▶ **MATERIAL PROVIDED**
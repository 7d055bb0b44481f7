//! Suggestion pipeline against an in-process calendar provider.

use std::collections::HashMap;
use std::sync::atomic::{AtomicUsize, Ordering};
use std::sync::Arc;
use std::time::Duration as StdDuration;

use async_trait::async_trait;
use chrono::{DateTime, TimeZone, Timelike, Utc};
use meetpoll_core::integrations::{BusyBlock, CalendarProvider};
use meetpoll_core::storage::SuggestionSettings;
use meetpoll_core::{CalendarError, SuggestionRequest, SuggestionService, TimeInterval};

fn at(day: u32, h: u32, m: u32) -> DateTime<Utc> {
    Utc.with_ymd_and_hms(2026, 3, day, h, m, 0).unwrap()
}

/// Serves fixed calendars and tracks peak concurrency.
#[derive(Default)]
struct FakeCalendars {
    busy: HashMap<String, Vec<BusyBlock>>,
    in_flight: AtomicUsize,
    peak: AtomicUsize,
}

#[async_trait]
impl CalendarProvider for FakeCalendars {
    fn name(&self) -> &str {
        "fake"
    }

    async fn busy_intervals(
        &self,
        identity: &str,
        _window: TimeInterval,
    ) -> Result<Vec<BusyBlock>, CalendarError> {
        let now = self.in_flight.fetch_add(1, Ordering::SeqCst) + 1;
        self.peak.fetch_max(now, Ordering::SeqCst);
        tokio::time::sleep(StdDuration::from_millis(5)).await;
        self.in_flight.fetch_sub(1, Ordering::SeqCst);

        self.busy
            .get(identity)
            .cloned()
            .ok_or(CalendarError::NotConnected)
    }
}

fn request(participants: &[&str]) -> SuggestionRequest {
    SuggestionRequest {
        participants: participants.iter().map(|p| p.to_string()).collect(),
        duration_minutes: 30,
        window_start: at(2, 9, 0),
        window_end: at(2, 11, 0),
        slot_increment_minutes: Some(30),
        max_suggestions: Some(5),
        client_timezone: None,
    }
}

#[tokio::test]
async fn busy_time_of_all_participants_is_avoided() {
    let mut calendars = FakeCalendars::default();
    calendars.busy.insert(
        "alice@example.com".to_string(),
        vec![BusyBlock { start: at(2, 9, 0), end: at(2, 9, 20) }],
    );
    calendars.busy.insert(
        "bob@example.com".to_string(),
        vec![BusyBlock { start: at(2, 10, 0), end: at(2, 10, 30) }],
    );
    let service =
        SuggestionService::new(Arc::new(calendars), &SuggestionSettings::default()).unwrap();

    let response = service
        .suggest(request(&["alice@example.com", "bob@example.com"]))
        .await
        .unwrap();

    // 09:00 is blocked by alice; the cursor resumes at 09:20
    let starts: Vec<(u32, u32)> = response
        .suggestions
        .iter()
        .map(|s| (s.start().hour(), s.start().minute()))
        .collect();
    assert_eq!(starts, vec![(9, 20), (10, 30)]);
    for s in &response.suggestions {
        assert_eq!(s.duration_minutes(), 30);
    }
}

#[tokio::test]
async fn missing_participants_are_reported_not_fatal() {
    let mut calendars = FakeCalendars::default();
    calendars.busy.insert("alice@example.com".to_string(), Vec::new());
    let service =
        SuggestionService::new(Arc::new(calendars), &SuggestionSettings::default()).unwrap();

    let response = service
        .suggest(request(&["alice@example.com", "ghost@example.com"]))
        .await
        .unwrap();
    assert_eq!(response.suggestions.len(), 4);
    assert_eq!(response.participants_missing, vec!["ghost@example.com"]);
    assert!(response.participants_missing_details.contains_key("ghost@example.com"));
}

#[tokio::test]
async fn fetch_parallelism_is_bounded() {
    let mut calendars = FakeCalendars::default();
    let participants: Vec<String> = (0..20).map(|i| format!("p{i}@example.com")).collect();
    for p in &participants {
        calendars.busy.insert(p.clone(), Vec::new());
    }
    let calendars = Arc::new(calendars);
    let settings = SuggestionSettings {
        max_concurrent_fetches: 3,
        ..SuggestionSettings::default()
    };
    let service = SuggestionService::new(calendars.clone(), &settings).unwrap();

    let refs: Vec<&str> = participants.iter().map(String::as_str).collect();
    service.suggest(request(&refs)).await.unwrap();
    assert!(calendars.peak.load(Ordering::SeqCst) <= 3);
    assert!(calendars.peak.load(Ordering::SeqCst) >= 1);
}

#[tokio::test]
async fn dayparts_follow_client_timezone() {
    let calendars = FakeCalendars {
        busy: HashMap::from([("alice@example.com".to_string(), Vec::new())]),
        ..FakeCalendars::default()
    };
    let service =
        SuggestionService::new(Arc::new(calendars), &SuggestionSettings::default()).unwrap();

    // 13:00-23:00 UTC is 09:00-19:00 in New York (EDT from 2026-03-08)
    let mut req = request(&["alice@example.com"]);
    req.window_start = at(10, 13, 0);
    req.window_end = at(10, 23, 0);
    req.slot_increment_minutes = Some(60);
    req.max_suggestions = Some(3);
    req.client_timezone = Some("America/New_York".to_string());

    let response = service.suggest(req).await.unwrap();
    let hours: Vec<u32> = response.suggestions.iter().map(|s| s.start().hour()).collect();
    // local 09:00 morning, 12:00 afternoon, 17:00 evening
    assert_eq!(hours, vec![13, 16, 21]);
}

==

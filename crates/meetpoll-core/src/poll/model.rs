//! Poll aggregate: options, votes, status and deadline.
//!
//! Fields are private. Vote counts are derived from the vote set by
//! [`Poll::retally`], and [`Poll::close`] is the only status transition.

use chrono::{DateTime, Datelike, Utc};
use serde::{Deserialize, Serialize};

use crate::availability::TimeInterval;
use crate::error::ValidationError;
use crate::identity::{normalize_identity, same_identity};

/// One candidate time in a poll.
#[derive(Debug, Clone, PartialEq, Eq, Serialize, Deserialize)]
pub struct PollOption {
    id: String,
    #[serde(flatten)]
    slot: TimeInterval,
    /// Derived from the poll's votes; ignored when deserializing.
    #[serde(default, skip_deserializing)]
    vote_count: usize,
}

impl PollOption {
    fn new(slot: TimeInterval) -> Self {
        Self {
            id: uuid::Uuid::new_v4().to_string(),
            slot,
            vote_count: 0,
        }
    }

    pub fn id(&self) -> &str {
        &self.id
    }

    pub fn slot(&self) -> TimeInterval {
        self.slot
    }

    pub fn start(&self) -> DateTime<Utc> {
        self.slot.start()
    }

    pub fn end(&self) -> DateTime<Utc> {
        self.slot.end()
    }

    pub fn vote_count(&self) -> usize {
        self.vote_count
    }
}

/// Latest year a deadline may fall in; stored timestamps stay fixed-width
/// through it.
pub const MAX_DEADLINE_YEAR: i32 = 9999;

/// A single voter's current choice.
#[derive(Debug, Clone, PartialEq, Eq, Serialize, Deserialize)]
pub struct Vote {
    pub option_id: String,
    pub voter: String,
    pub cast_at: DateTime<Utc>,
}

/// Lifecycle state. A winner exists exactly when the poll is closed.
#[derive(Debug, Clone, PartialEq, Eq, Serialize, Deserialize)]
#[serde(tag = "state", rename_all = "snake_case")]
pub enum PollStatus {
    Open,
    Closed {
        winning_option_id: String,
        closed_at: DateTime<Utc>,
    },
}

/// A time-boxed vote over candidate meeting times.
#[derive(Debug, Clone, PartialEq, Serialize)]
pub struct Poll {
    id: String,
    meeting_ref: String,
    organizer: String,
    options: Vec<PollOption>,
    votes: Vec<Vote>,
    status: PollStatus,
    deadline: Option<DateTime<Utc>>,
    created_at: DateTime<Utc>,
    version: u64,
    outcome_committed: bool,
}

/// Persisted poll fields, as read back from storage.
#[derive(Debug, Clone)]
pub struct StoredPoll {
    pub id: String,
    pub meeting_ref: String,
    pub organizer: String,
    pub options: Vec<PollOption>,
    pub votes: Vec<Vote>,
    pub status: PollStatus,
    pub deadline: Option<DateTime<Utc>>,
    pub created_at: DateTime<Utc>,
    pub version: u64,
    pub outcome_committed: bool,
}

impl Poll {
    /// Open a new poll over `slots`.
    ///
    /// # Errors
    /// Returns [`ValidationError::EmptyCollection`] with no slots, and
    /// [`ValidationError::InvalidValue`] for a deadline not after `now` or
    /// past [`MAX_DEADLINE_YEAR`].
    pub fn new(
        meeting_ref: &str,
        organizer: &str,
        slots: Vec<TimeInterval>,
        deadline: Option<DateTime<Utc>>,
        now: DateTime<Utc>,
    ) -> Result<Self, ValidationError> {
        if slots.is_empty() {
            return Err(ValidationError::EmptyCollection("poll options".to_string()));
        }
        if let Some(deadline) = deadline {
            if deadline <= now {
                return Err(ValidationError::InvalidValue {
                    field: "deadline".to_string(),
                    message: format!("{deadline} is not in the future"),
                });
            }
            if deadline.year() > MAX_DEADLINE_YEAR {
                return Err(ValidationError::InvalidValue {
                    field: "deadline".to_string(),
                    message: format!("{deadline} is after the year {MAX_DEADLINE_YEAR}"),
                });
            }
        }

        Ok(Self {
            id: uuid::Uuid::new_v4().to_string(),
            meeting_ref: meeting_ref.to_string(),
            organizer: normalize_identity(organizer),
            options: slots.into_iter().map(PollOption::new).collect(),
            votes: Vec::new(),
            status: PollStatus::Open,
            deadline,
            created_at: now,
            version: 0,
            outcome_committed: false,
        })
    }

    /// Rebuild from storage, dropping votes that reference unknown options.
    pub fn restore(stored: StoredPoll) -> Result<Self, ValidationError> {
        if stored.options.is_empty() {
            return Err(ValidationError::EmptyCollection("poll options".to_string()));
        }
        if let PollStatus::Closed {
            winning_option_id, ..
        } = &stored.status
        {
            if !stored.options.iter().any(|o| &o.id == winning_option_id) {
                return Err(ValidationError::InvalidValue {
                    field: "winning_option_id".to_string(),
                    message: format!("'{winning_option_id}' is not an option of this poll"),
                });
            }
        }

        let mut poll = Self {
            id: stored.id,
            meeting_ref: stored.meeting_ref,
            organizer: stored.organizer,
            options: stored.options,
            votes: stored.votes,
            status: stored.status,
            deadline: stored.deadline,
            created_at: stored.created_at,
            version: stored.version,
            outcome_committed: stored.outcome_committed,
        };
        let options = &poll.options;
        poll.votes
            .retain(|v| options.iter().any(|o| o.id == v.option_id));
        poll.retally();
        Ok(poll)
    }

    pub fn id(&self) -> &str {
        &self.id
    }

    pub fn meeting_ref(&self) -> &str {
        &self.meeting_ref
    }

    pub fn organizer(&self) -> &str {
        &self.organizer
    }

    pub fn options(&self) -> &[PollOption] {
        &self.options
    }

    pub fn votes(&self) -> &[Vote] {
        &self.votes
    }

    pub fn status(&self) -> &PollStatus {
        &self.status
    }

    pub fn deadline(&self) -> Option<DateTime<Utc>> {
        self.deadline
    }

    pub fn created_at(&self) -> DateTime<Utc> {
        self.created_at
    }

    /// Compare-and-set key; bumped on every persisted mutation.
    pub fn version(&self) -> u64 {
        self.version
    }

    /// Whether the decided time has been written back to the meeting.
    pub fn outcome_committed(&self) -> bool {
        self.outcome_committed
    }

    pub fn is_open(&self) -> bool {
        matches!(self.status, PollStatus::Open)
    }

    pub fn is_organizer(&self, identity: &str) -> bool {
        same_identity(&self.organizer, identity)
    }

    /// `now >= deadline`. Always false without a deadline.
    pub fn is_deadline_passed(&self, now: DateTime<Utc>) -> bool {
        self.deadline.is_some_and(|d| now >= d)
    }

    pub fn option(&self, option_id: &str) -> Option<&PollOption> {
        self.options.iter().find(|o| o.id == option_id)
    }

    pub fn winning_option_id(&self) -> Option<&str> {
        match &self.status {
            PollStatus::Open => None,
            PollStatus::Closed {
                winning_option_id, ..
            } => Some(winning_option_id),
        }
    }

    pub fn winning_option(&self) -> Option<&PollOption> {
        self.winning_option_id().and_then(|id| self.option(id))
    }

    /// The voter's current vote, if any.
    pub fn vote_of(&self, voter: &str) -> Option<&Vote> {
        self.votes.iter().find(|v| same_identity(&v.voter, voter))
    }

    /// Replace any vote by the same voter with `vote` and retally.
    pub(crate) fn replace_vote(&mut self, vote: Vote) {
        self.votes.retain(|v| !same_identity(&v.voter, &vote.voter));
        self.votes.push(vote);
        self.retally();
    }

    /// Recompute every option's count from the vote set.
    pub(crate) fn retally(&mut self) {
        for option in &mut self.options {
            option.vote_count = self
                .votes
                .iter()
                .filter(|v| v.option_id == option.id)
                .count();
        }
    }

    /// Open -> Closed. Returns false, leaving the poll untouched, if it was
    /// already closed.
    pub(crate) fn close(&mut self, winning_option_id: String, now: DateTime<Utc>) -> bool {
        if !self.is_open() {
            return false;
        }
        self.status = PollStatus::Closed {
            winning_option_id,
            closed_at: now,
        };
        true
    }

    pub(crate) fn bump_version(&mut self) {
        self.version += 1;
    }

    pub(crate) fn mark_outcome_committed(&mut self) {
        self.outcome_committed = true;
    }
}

▶ **PROBLEM**
From the records above, print exactly the lines that run from the line with "let mut req" to the line with "let response = service.suggest(req).await.unwrap();", inclusive.

▶ **TASK SOLUTION**
    let mut req = request(&["alice@example.com"]);
    req.window_start = at(10, 13, 0);
    req.window_end = at(10, 23, 0);
    req.slot_increment_minutes = Some(60);
    req.max_suggestions = Some(3);
    req.client_timezone = Some("America/New_York".to_string());

    let response = service.suggest(req).await.unwrap();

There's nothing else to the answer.